“We’re right in the middle of the first wave globally,” said Dr. Mike Ryan, a World Health Organization executive director.
By Associated Press
The risks of reigniting coronavirus outbreaks are complicating efforts to fend off further misery for the many millions who have lost jobs, with a top health expert warning that the world is still in the midst of a “first wave” of the pandemic.
“Right now, we’re not in the second wave. We’re right in the middle of the first wave globally,” said Dr. Mike Ryan, a World Health Organization executive director.
“We’re still very much in a phase where the disease is actually on the way up,” Ryan told reporters, pointing to South America, South Asia and other areas where the number of infections is still on the rise.
A U.S. travel ban was due to take effect Tuesday for foreigners coming from Brazil, where the virus is raging through communities with no signs of abating. The ban, originally to take effect Thursday, was moved up. It does not apply to U.S. citizens.
Despite hopes that the so-called “first wave” of the pandemic may be waning, Ryan, the WHO official, warned that future “spikes” of outbreaks may mean the first wave is not over.
With infections surging in South America, the WHO warned Brazil’s leaders against reopening its economy before it can perform enough testing to control the spread of the pandemic.
“Intense” transmission rates mean Brazil should retain some stay-at-home measures despite the economic hardships, Ryan told reporters.
“In these kind of circumstances, there may be no alternative,” he said. “You must continue to do everything you can.”
Tests by a U.S. biotechnology company, Novavax, have begun in Australia with hopes of releasing a proven vaccine this year. A Novavax executive said 131 volunteers were getting injections in the first phase of the trial to test the vaccine’s safety and effectiveness.
Novovax expects the results of the Australian trial to be known in July.
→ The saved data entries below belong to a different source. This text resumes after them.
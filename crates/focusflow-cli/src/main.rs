use clap::{CommandFactory, Parser, Subcommand};
use clap_complete::Shell;

mod app;
mod commands;

#[derive(Parser)]
#[command(name = "focusflow", version, about = "FocusFlow focus timer")]
struct Cli {
    #[command(subcommand)]
    command: Commands,
}

#[derive(Subcommand)]
enum Commands {
    /// Timer control
    Timer {
        #[command(subcommand)]
        action: commands::timer::TimerAction,
    },
    /// End the current session early
    Quit(commands::quit::QuitArgs),
    /// Strict Mode settings
    Strict {
        #[command(subcommand)]
        action: commands::strict::StrictAction,
    },
    /// Session statistics
    Stats {
        #[command(subcommand)]
        action: commands::stats::StatsAction,
    },
    /// Configuration management
    Config {
        #[command(subcommand)]
        action: commands::config::ConfigAction,
    },
    /// Print a shell completion script
    Completions {
        #[arg(value_enum)]
        shell: Shell,
    },
}

fn main() {
    tracing_subscriber::fmt()
        .with_env_filter(
            tracing_subscriber::EnvFilter::try_from_default_env()
                .unwrap_or_else(|_| tracing_subscriber::EnvFilter::new("focusflow=warn")),
        )
        .with_writer(std::io::stderr)
        .init();

    let cli = Cli::parse();
    let result = match cli.command {
        Commands::Timer { action } => commands::timer::run(action),
        Commands::Quit(args) => commands::quit::run(args),
        Commands::Strict { action } => commands::strict::run(action),
        Commands::Stats { action } => commands::stats::run(action),
        Commands::Config { action } => commands::config::run(action),
        Commands::Completions { shell } => {
            let mut cmd = Cli::command();
            clap_complete::generate(shell, &mut cmd, "focusflow", &mut std::io::stdout());
            Ok(())
        }
    };

    if let Err(e) = result {
        eprintln!("error: {e}");
        std::process::exit(1);
    }
}
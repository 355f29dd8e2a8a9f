mod config;
pub mod database;

pub use config::{BlockingConfig, Config, NotificationsConfig, TimerConfig};
pub use database::{Database, Stats};

use std::path::PathBuf;

use crate::error::ConfigError;

/// Returns the FocusFlow data directory, creating it if needed.
///
/// `FOCUSFLOW_DATA_DIR` wins outright. Otherwise `~/.config/focusflow[-dev]/`,
/// with the `-dev` suffix when `FOCUSFLOW_ENV=dev`.
///
/// # Errors
/// Returns an error if creating the directory fails.
pub fn data_dir() -> Result<PathBuf, ConfigError> {
    let dir = match std::env::var_os("FOCUSFLOW_DATA_DIR") {
        Some(dir) => PathBuf::from(dir),
        None => {
            let base_dir = dirs::home_dir()
                .unwrap_or_else(|| PathBuf::from("."))
                .join(".config");
            let env = std::env::var("FOCUSFLOW_ENV").unwrap_or_else(|_| "production".to_string());
            if env == "dev" {
                base_dir.join("focusflow-dev")
            } else {
                base_dir.join("focusflow")
            }
        }
    };

    std::fs::create_dir_all(&dir)
        .map_err(|e| ConfigError::DataDir(format!("{}: {e}", dir.display())))?;
    Ok(dir)
}
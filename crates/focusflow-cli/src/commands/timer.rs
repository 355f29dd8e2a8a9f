use std::time::Duration;

use clap::Subcommand;
use focusflow_core::driver::{self, Command};
use focusflow_core::{Event, SessionKind, TimerState};
use tokio::sync::mpsc;

use crate::app::{print_json, App};

#[derive(Subcommand)]
pub enum TimerAction {
    /// Start a session
    Start {
        /// Length in minutes (defaults to the configured work/rest length)
        #[arg(long)]
        minutes: Option<u64>,
        /// Start a rest session instead of a work session
        #[arg(long)]
        rest: bool,
    },
    /// Pause the running session
    Pause,
    /// Resume a paused session
    Resume,
    /// Drop the current session without recording it
    Reset,
    /// Print current timer state as JSON
    Status,
    /// Follow the running session until it ends, printing events as JSON
    Watch,
    /// Tell the timer the app is going to the background
    Background,
    /// Tell the timer the app is back in front
    Foreground,
}

pub fn run(action: TimerAction) -> Result<(), Box<dyn std::error::Error>> {
    let mut app = App::open()?;

    match action {
        TimerAction::Start { minutes, rest } => {
            let kind = if rest { SessionKind::Rest } else { SessionKind::Work };
            let secs = match (minutes, kind) {
                (Some(m), _) => m.saturating_mul(60),
                (None, SessionKind::Work) => app.config.work_secs(),
                (None, SessionKind::Rest) => app.config.rest_secs(),
            };
            // Catch up first so a session that ran out meanwhile is recorded.
            print_events(app.controller.tick())?;
            match app.controller.start_session(secs, kind)? {
                Some(event) => print_json(&event)?,
                None => return Err("a session is already in progress".into()),
            }
        }
        TimerAction::Pause => {
            let events = app.controller.pause();
            if events.is_empty() {
                print_json(&app.controller.snapshot())?;
            }
            print_events(events)?;
        }
        TimerAction::Resume => match app.controller.resume() {
            Some(event) => print_json(&event)?,
            None => print_json(&app.controller.snapshot())?,
        },
        TimerAction::Reset => match app.controller.reset() {
            Some(event) => print_json(&event)?,
            None => {
                return Err("strict mode is on; use `focusflow quit` to end this session".into())
            }
        },
        TimerAction::Status => {
            let events = app.controller.tick();
            print_json(&app.controller.snapshot())?;
            print_events(events)?;
        }
        TimerAction::Watch => {
            let tick_every = app.config.tick_interval();
            let App {
                config,
                db,
                controller,
            } = app;
            let controller = watch(controller, tick_every)?;
            app = App {
                config,
                db,
                controller,
            };
        }
        TimerAction::Background => {
            app.controller.on_background();
            print_json(&app.controller.snapshot())?;
        }
        TimerAction::Foreground => {
            let events = app.controller.on_foreground();
            print_json(&app.controller.snapshot())?;
            print_events(events)?;
        }
    }

    app.save()
}

fn print_events(events: Vec<Event>) -> Result<(), Box<dyn std::error::Error>> {
    for event in &events {
        print_json(event)?;
    }
    Ok(())
}

/// Drive the controller from the tick loop until the session completes.
fn watch(
    controller: focusflow_core::FocusController,
    tick_every: Duration,
) -> Result<focusflow_core::FocusController, Box<dyn std::error::Error>> {
    if controller.timer().state() != TimerState::Running {
        print_json(&controller.snapshot())?;
        return Ok(controller);
    }

    let runtime = tokio::runtime::Builder::new_current_thread()
        .enable_time()
        .build()?;

    let controller = runtime.block_on(async move {
        let (cmd_tx, cmd_rx) = mpsc::channel(8);
        let (ev_tx, mut ev_rx) = mpsc::unbounded_channel();
        let handle = tokio::spawn(driver::run(controller, cmd_rx, ev_tx, tick_every));

        let mut status = tokio::time::interval(Duration::from_secs(1));
        loop {
            tokio::select! {
                _ = status.tick() => {
                    if cmd_tx.send(Command::Snapshot).await.is_err() {
                        break;
                    }
                }
                event = ev_rx.recv() => {
                    let Some(event) = event else { break };
                    if let Ok(json) = serde_json::to_string(&event) {
                        println!("{json}");
                    }
                    if matches!(event, Event::SessionCompleted { .. }) {
                        break;
                    }
                }
            }
        }

        let _ = cmd_tx.send(Command::Shutdown).await;
        handle.await
    })?;

    Ok(controller)
}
About a dozen experimental vaccines are in early stages of testing or poised to start, and it’s not clear whether any will prove safe and effective. But they use different methods and technologies, increasing the odds that one might succeed.
“We are in parallel making doses, making vaccine in anticipation that we’ll be able to show it’s working and be able to start deploying it by the end of this year,” Novovax’s research chief, Dr. Gregory Glenn, told a virtual news conference in Melbourne, Australia, from the company’s headquarters in Maryland.
On the weekend marking the unofficial start of summer, U.S. authorities warned people heading to beaches, parks or backyard barbecues to heed social-distancing rules to avoid a resurgence of the disease that has infected 5.4 million people worldwide and killed over 345,000, including nearly 100,000 Americans, according to a tally by Johns Hopkins University.
Veterans, along with nursing home residents, have made up a significant portion of those who died in the U.S. outbreak, and Memorial Day commemorations were canceled or toned down across the country.
“This is our freedom. This is our history. It’s what they fought for,” said Frank Groblebe as he and his wife placed lilacs on several graves at Mountview Cemetery in Billings, Montana. They included the graves of his mother and his father, who served in the Philippines as a Navy Seabee during World War II.
“Anything that shows respect for it is all right with me,” Groblebe said, fighting back tears.